To make it look legit, he’s also been sending out emails to the members of his email list offering a 30-day money back guarantee.
The email addresses used to send the emails have been taken from EFG’s website.
In reality, EFG is an online brokerage that offers low-interest loans.
If the broker is offering an interest-free loan to a new investor, then the loan should be considered an interest free loan.
It should also be noted that EFG doesn’t have to pay any fees.
In other words, if a customer pays for the loan, he/she will be repaid within 30 days.
But in practice, it’s not a guaranteed repayment, since the loan is not guaranteed.

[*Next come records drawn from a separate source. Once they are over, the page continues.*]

//! Host-facing surface
//!
//! One object ties the directory, the protocol session, the login
//! driver and the resolution caches together. Hosts call
//! [`VaporClient::tick`] periodically; everything else is
//! request/response.

use std::sync::Arc;
use std::time::Duration;

use tokio::time::Instant;
use tracing::{debug, warn};
use vapor_auth::{AuthFlow, AuthOutcome, CredentialStore};
use vapor_cache::{App, Friend, GameStats, Playtime};
use vapor_directory::DirectoryLookup;
use vapor_protocol::SessionHandle;

use crate::config::ClientConfig;
use crate::controller::{ActiveSession, RetryAction, SessionController, classify_exit};
use crate::dispatch::CacheSet;
use crate::error::{Error, Result};
use crate::fault::BackendFault;
use crate::observer::CacheObserver;

/// Cache a readiness wait targets
#[derive(Debug, Clone, Copy, PartialEq, Eq)]
pub enum CacheKind {
    Games,
    Friends,
    Stats,
    Playtime,
}

/// One step of the credential flow, as submitted by the host
#[derive(Debug, Clone)]
pub enum CredentialSubmission {
    /// Fresh login from account name and password
    AccountPassword {
        account_name: String,
        password: String,
    },
    /// Second-factor code for the pending attempt
    GuardCode(String),
}

/// Resolved entitlement view
#[derive(Debug, Clone, Default, PartialEq, Eq)]
pub struct Entitlements {
    /// Games owned by this account
    pub games: Vec<App>,
    /// DLC owned by this account
    pub dlc: Vec<App>,
    /// Games borrowed through family sharing
    pub shared: Vec<App>,
}

/// The client shell
pub struct VaporClient<L: DirectoryLookup> {
    controller: SessionController<L>,
    config: ClientConfig,
    caches: Arc<CacheSet>,
    observer: Arc<dyn CacheObserver>,
    store: Arc<dyn CredentialStore>,
    active: Option<ActiveSession>,
    flow: Option<AuthFlow>,
    retry_at: Option<Instant>,
}

impl<L: DirectoryLookup> VaporClient<L> {
    pub fn new(
        config: ClientConfig,
        lookup: L,
        store: Arc<dyn CredentialStore>,
        observer: Arc<dyn CacheObserver>,
    ) -> Self {
        let controller = SessionController::new(lookup, config.clone());
        Self {
            controller,
            config,
            caches: Arc::new(CacheSet::new()),
            observer,
            store,
            active: None,
            flow: None,
            retry_at: None,
        }
    }

    /// True while a session is up and its receive loop is running.
    #[must_use]
    pub fn is_connected(&self) -> bool {
        self.active.as_ref().is_some_and(|active| !active.is_finished())
    }

    /// Connects if needed and restores the stored identity.
    ///
    /// [`AuthOutcome::Expired`] is also returned when nothing is
    /// stored, so the host prompts for credentials either way.
    pub async fn authenticate(&mut self) -> Result<AuthOutcome> {
        self.ensure_connected().await?;
        let flow = self.flow.as_mut().ok_or(Error::NotConnected)?;
        match flow.resume().await? {
            Some(outcome) => Ok(outcome),
            None => Ok(AuthOutcome::Expired),
        }
    }

    /// Submits one step of the credential flow.
    pub async fn submit_credentials(
        &mut self,
        submission: CredentialSubmission,
    ) -> Result<AuthOutcome> {
        self.ensure_connected().await?;
        let flow = self.flow.as_mut().ok_or(Error::NotConnected)?;
        let outcome = match submission {
            CredentialSubmission::AccountPassword {
                account_name,
                password,
            } => flow.login(&account_name, &password).await?,
            CredentialSubmission::GuardCode(code) => flow.submit_code(&code).await?,
        };
        Ok(outcome)
    }

    /// Polls until a device confirmation is acted on or expires.
    pub async fn await_confirmation(&mut self) -> Result<AuthOutcome> {
        let flow = self.flow.as_mut().ok_or(Error::NotConnected)?;
        Ok(flow.await_confirmation().await?)
    }

    /// Waits until the given cache reports fully resolved.
    ///
    /// Returns false when the timeout elapses first; in-flight imports
    /// are left untouched either way.
    pub async fn wait_ready(&self, cache: CacheKind, timeout: Duration) -> bool {
        let wait = async {
            match cache {
                CacheKind::Games => self.caches.games.wait_ready().await,
                CacheKind::Friends => self.caches.friends.wait_ready().await,
                CacheKind::Stats => self.caches.stats.wait_ready().await,
                CacheKind::Playtime => self.caches.playtime.wait_ready().await,
            }
        };
        tokio::time::timeout(timeout, wait).await.is_ok()
    }

    /// Fully resolved friends, in stable order.
    #[must_use]
    pub fn get_friends(&self) -> Vec<Friend> {
        self.caches.friends.friends()
    }

    /// Nickname this account gave a friend, if any.
    #[must_use]
    pub fn nickname(&self, steam_id: u64) -> Option<String> {
        self.caches.friends.nickname(steam_id)
    }

    /// Resolved games, DLC and shared titles.
    #[must_use]
    pub fn get_owned_entitlements(&self) -> Entitlements {
        Entitlements {
            games: self.caches.games.owned_games(),
            dlc: self.caches.games.dlcs(),
            shared: self.caches.games.shared_games(),
        }
    }

    /// Imported stats and achievements for one game.
    #[must_use]
    pub fn game_stats(&self, app_id: u32) -> Option<GameStats> {
        self.caches.stats.stats(app_id)
    }

    /// Recorded play times, in stable app-id order.
    #[must_use]
    pub fn playtimes(&self) -> Vec<(u32, Playtime)> {
        self.caches.playtime.all()
    }

    /// Own display name, once account info has arrived.
    #[must_use]
    pub fn persona_name(&self) -> Option<String> {
        self.active.as_ref().and_then(ActiveSession::persona_name)
    }

    /// Requests stats and achievements for the given games. Responses
    /// are applied by the dispatch task as they arrive.
    pub async fn refresh_stats(&self, app_ids: &[u32]) -> Result<()> {
        let session = self.session()?;
        self.caches.stats.start_import(app_ids);
        for app_id in app_ids {
            session.request_user_stats(u64::from(*app_id)).await?;
        }
        Ok(())
    }

    /// Fetches the full played-times map and returns the fresh view.
    pub async fn refresh_playtime(&self) -> Result<Vec<(u32, Playtime)>> {
        let session = self.session()?;
        self.caches.playtime.start_import();
        let response = session.request_last_played_times().await?;
        self.caches.playtime.import_times(&response);
        Ok(self.caches.playtime.all())
    }

    /// Drives the reconnect policy one step. Hosts call this
    /// periodically; a healthy session makes it near-free.
    pub async fn tick(&mut self) -> Result<()> {
        if let Some(retry_at) = self.retry_at {
            if Instant::now() < retry_at {
                return Ok(());
            }
            self.retry_at = None;
            return self.reconnect_or_backoff().await;
        }

        let finished = self.active.as_ref().is_some_and(ActiveSession::is_finished);
        if !finished {
            let name = self.active.as_ref().and_then(ActiveSession::persona_name);
            if let (Some(name), Some(flow)) = (name, self.flow.as_mut()) {
                flow.update_persona_name(&name).await?;
            }
            return Ok(());
        }

        let Some(active) = self.active.take() else {
            return Ok(());
        };
        let endpoint = active.endpoint.clone();
        let status = active.into_exit_status().await;
        debug!(?status, endpoint, "session ended");
        match classify_exit(&status) {
            RetryAction::Stop => {
                self.flow = None;
                Ok(())
            }
            RetryAction::Reconnect => {
                self.flow = None;
                self.reconnect_or_backoff().await
            }
            RetryAction::BlacklistReconnect => {
                self.flow = None;
                self.controller.blacklist(&endpoint);
                self.reconnect_or_backoff().await
            }
            RetryAction::DelayedReconnect => {
                self.flow = None;
                self.retry_at = Some(Instant::now() + self.config.reconnect_interval);
                debug!(
                    "reconnecting in {}s",
                    self.config.reconnect_interval.as_secs()
                );
                Ok(())
            }
            RetryAction::Reauthenticate => {
                if let Some(flow) = self.flow.as_mut() {
                    if let Err(err) = flow.invalidate_identity().await {
                        warn!(%err, "failed to drop the stored identity");
                    }
                }
                self.flow = None;
                Err(Error::Fault(BackendFault::AuthenticationLost))
            }
            RetryAction::Fail(fault) => {
                self.flow = None;
                Err(Error::Fault(fault))
            }
        }
    }

    /// Closes the session and stops the background tasks.
    pub async fn shutdown(&mut self) {
        self.retry_at = None;
        self.flow = None;
        if let Some(active) = self.active.take() {
            active.session.close().await;
            let status = active.into_exit_status().await;
            debug!(?status, "session shut down");
        }
    }

    async fn ensure_connected(&mut self) -> Result<()> {
        if self.active.is_some() {
            return Ok(());
        }
        let active = self
            .controller
            .establish(Arc::clone(&self.caches), Arc::clone(&self.observer))
            .await?;
        let flow = AuthFlow::new(
            Arc::clone(&active.session),
            Arc::clone(&self.store),
            self.config.auth_config(),
        )
        .await?;
        self.flow = Some(flow);
        self.active = Some(active);
        Ok(())
    }

    /// Reconnects now, or arms the retry timer when every known
    /// candidate is currently excluded.
    async fn reconnect_or_backoff(&mut self) -> Result<()> {
        match self.reconnect().await {
            Err(Error::NoCandidates) => {
                self.retry_at = Some(Instant::now() + self.config.reconnect_interval);
                debug!(
                    "no usable endpoints, retrying in {}s",
                    self.config.reconnect_interval.as_secs()
                );
                Ok(())
            }
            other => other,
        }
    }

    /// Re-establishes the session and restores the stored identity.
    async fn reconnect(&mut self) -> Result<()> {
        self.ensure_connected().await?;
        let flow = self.flow.as_mut().ok_or(Error::NotConnected)?;
        match flow.resume().await? {
            Some(AuthOutcome::Authenticated(identity)) => {
                debug!(account = %identity.account_name, "session restored");
                Ok(())
            }
            _ => Err(Error::Fault(BackendFault::AuthenticationLost)),
        }
    }

    fn session(&self) -> Result<&SessionHandle> {
        self.active
            .as_ref()
            .map(|active| &active.session)
            .ok_or(Error::NotConnected)
    }
}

In this case, the scammer also claims to “offer loans with a 1% fee” for customers who are in the US, but it’s also possible that he/her is offering loans with no fees at all.
The scam has been going on for several months now, but its been so prevalent that there is even a site called “Forex Fraud” that offers to help people get out of the scam.
The site also has a “Payday Loan Calculator” that will show you how much you can save on a loan.
In the meantime, it seems the scam is continuing to be spread on the internet, with a website for the UK being updated with the scam’s latest incarnation.
There’s also an online “Forextra” broker who is also offering low rate loans at low interest, and claims that it is “unlimited”, meaning you can get a loan at any time.
It also appears to offer “unpaid commissions” as a way of tricking customers into paying for the loans.
There have also been similar scams in Australia, with the Australian Securities and Investments Commission recently launching a sting operation targeting the UK-based EFG broker.
The commission is expected to cost the Australian economy $1.3 billion.